8. YANG Hash representations
YANG hashes are represented in two fashions.
8.1. YANG Hash in payload
When a YANG hash value is printed in the payload, error-path or other
string, then the lowercase hexadecimal representation is used.
Leading zeros are used so the value uses 8 hex characters.
8.2. YANG Hash in URL
When a URL contains a YANG hash, it is encoded using base64url "URL
and Filename safe" encoding as specified in [RFC4648].
The hash H is represented as a 30-bit integer, divided into five
6-bit integers as follows:
B1 = (H & 0x3f000000) >> 24
B2 = (H & 0xfc0000) >> 18
B3 = (H & 0x03f000) >> 12
B4 = (H & 0x000fc0) >> 6
B5 = H & 0x00003f
Bierman & van der Stok Expires August 13, 2016 [Page 13]

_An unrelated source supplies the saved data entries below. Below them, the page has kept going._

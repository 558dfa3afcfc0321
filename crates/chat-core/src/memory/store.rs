//! In-memory entity store
//!
//! Records live in a single `DashMap` keyed by [`EntityKey`]. Messages are the
//! only unbounded stream, so they are additionally tracked in insertion order
//! and the oldest are dropped once the cache holds more than its capacity.

use dashmap::DashMap;
use parking_lot::Mutex;
use std::collections::VecDeque;
use std::sync::Arc;

use crate::entities::{Entity, EntityKey, EntityKind};
use crate::traits::EntityStore;
use crate::value_objects::Snowflake;

/// Default number of messages retained
pub const DEFAULT_MESSAGE_CAPACITY: usize = 1000;

/// Concurrent in-memory [`EntityStore`]
pub struct MemoryEntityStore {
    entities: DashMap<EntityKey, Entity>,
    message_order: Mutex<VecDeque<Snowflake>>,
    message_capacity: usize,
}

impl MemoryEntityStore {
    /// Create a store retaining at most `message_capacity` messages
    #[must_use]
    pub fn new(message_capacity: usize) -> Self {
        Self {
            entities: DashMap::new(),
            message_order: Mutex::new(VecDeque::new()),
            message_capacity,
        }
    }

    /// Create a store wrapped in Arc
    #[must_use]
    pub fn new_shared(message_capacity: usize) -> Arc<Self> {
        Arc::new(Self::new(message_capacity))
    }

    /// Total number of cached records
    pub fn len(&self) -> usize {
        self.entities.len()
    }

    pub fn is_empty(&self) -> bool {
        self.entities.is_empty()
    }

    /// Number of cached messages
    pub fn message_count(&self) -> usize {
        self.message_order.lock().len()
    }

    fn track_message(&self, id: Snowflake) {
        let evicted: Vec<Snowflake> = {
            let mut order = self.message_order.lock();
            order.push_back(id);
            let excess = order.len().saturating_sub(self.message_capacity);
            order.drain(..excess).collect()
        };

        for old in evicted {
            self.entities.remove(&EntityKey::Message(old));
            tracing::trace!(message_id = %old, "Message evicted from cache");
        }
    }
}

impl Default for MemoryEntityStore {
    fn default() -> Self {
        Self::new(DEFAULT_MESSAGE_CAPACITY)
    }
}

impl EntityStore for MemoryEntityStore {
    fn get(&self, key: &EntityKey) -> Option<Entity> {
        self.entities.get(key).map(|entry| entry.value().clone())
    }

    fn put(&self, entity: Entity) {
        let key = entity.key();
        let is_new = self.entities.insert(key, entity).is_none();

        if let (true, EntityKey::Message(id)) = (is_new, key) {
            self.track_message(id);
        }
    }

    fn remove(&self, key: &EntityKey) -> Option<Entity> {
        let removed = self.entities.remove(key).map(|(_, entity)| entity);

        if let (Some(_), EntityKey::Message(id)) = (&removed, key) {
            self.message_order.lock().retain(|m| m != id);
        }

        removed
    }

    fn list(&self, kind: EntityKind) -> Vec<Entity> {
        self.entities
            .iter()
            .filter(|entry| entry.key().kind() == kind)
            .map(|entry| entry.value().clone())
            .collect()
    }
}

Internet-Draft Yhash February 2016
Subsequently, each 6-bit integer Bx is translated into a character Cx
using Table 2 from [RFC4648], and a string is formed by concatenating
the characters in the order C1, C2, C3, C4, C5.

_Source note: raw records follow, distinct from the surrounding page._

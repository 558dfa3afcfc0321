//! Gateway operation codes

use serde::{Deserialize, Deserializer, Serialize, Serializer};
use std::fmt;

/// Which side of the socket may send an op
#[derive(Debug, Clone, Copy, PartialEq, Eq)]
pub enum Direction {
    /// Server to client
    Inbound,
    /// Client to server
    Outbound,
    /// Either side
    Both,
}

/// Gateway operation codes
///
/// Values 4 and 5 belong to voice and are never seen on this socket.
#[derive(Debug, Clone, Copy, PartialEq, Eq, Hash)]
#[repr(u8)]
pub enum OpCode {
    Dispatch = 0,
    Heartbeat = 1,
    Identify = 2,
    PresenceUpdate = 3,
    Resume = 6,
    Reconnect = 7,
    RequestGuildMembers = 8,
    InvalidSession = 9,
    Hello = 10,
    HeartbeatAck = 11,
}

impl OpCode {
    /// Size of a table indexed by [`OpCode::slot`]
    pub const SLOTS: usize = 12;

    const ALL: [Self; 10] = [
        Self::Dispatch,
        Self::Heartbeat,
        Self::Identify,
        Self::PresenceUpdate,
        Self::Resume,
        Self::Reconnect,
        Self::RequestGuildMembers,
        Self::InvalidSession,
        Self::Hello,
        Self::HeartbeatAck,
    ];

    #[must_use]
    pub fn from_u8(value: u8) -> Option<Self> {
        Self::ALL.into_iter().find(|op| op.as_u8() == value)
    }

    #[must_use]
    pub const fn as_u8(self) -> u8 {
        self as u8
    }

    /// Index into a per-op table of length [`OpCode::SLOTS`]
    #[must_use]
    pub const fn slot(self) -> usize {
        self as usize
    }

    #[must_use]
    pub const fn direction(self) -> Direction {
        match self {
            Self::Heartbeat => Direction::Both,
            Self::Identify | Self::PresenceUpdate | Self::Resume | Self::RequestGuildMembers => {
                Direction::Outbound
            }
            Self::Dispatch | Self::Reconnect | Self::InvalidSession | Self::Hello | Self::HeartbeatAck => {
                Direction::Inbound
            }
        }
    }

    /// Whether the server may send this op
    #[must_use]
    pub const fn is_inbound(self) -> bool {
        !matches!(self.direction(), Direction::Outbound)
    }

    /// Whether the client may send this op
    #[must_use]
    pub const fn is_outbound(self) -> bool {
        !matches!(self.direction(), Direction::Inbound)
    }

    #[must_use]
    pub const fn name(self) -> &'static str {
        match self {
            Self::Dispatch => "Dispatch",
            Self::Heartbeat => "Heartbeat",
            Self::Identify => "Identify",
            Self::PresenceUpdate => "PresenceUpdate",
            Self::Resume => "Resume",
            Self::Reconnect => "Reconnect",
            Self::RequestGuildMembers => "RequestGuildMembers",
            Self::InvalidSession => "InvalidSession",
            Self::Hello => "Hello",
            Self::HeartbeatAck => "HeartbeatAck",
        }
    }
}

impl TryFrom<u8> for OpCode {
    type Error = u8;

    fn try_from(value: u8) -> Result<Self, Self::Error> {
        Self::from_u8(value).ok_or(value)
    }
}

impl Serialize for OpCode {
    fn serialize<S: Serializer>(&self, serializer: S) -> Result<S::Ok, S::Error> {
        serializer.serialize_u8(self.as_u8())
    }
}

impl<'de> Deserialize<'de> for OpCode {
    fn deserialize<D: Deserializer<'de>>(deserializer: D) -> Result<Self, D::Error> {
        let raw = u8::deserialize(deserializer)?;
        Self::try_from(raw).map_err(|op| serde::de::Error::custom(format_args!("unknown op code {op}")))
    }
}

impl fmt::Display for OpCode {
    fn fmt(&self, f: &mut fmt::Formatter<'_>) -> fmt::Result {
        write!(f, "{}({})", self.name(), self.as_u8())
    }
}

#[cfg(test)]
mod tests {
    use super::*;

    #[test]
    fn test_every_op_round_trips_through_its_value() {
        for op in OpCode::ALL {
            assert_eq!(OpCode::from_u8(op.as_u8()), Some(op));
            assert!(op.slot() < OpCode::SLOTS);
        }
    }

    #[test]
    fn test_voice_values_are_rejected() {
        assert_eq!(OpCode::try_from(4), Err(4));
        assert_eq!(OpCode::try_from(5), Err(5));
        assert_eq!(OpCode::from_u8(12), None);
    }

    #[test]
    fn test_direction() {
        assert_eq!(OpCode::Heartbeat.direction(), Direction::Both);
        assert!(OpCode::Heartbeat.is_inbound() && OpCode::Heartbeat.is_outbound());

        assert!(OpCode::RequestGuildMembers.is_outbound());
        assert!(!OpCode::Resume.is_inbound());

        assert!(OpCode::InvalidSession.is_inbound());
        assert!(!OpCode::Hello.is_outbound());
    }

    #[test]
    fn test_wire_form_is_a_bare_integer() {
        assert_eq!(serde_json::to_string(&OpCode::Resume).unwrap(), "6");
        assert_eq!(serde_json::from_str::<OpCode>("9").unwrap(), OpCode::InvalidSession);
        assert!(serde_json::from_str::<OpCode>("5").is_err());
    }

    #[test]
    fn test_display() {
        assert_eq!(OpCode::HeartbeatAck.to_string(), "HeartbeatAck(11)");
    }
}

For example, the YANG hash 0x29abdcca is encoded as "pq9zK".
9. YANG Hash Examples
The YANG hash value for 'current-datetime' is calculated by
constructing the schema node identifier for the object:
/ietf-system:system-state/clock/current-datetime
The 30 bit murmur3 hash value (see Section 2) is calculated on this
string with hash: 0x047c468b and EfEaM. The request using this hash
value is shown below:
REQ: GET example.com/mg/EfEaM
RES: 2.05 Content (Content-Format: application/cbor)
{
0x047c468b : "2014-10-26T12:16:31Z"
}
The YANG hash values for 'clock', 'current-datetime', and 'boot-
datetime' are calculated by constructing the schema node identifier
for the objects, and then calculating the 30 bit murmur3 hash values
(shown in parenthesis):
/ietf-system:system-state/clock (0x021ca491 and CDKSQ)
/ietf-system:system-state/clock/current-datetime (0x047c468b)
/ietf-system:system-state/clock/boot-datetime (0x1fb5f4f8)
The YANG hash values for 'neighbor', 'ip', and 'link-layer-address'
are calculated by constructing the schema node identifier for the
objects, and then calculating the 30 bit murmur3 hash values (shown
in parenthesis):
/ietf-interfaces:interfaces/interface/ietf-ip:ipv6/neighbor
(0x2445e478 and kReR4)
/ietf-interfaces:interfaces/interface/ietf-ip:ipv6/neighbor/ip
(0x2283ed40 and ig-la)
/ietf-interfaces:interfaces/interface/ietf-ip:ipv6/neighbor/
link-layer-address (0x3d6915c7)
The YANG translation of the SMI specifying the ipNetToMediaTable
[RFC4293] yields:
Bierman & van der Stok Expires August 13, 2016 [Page 14]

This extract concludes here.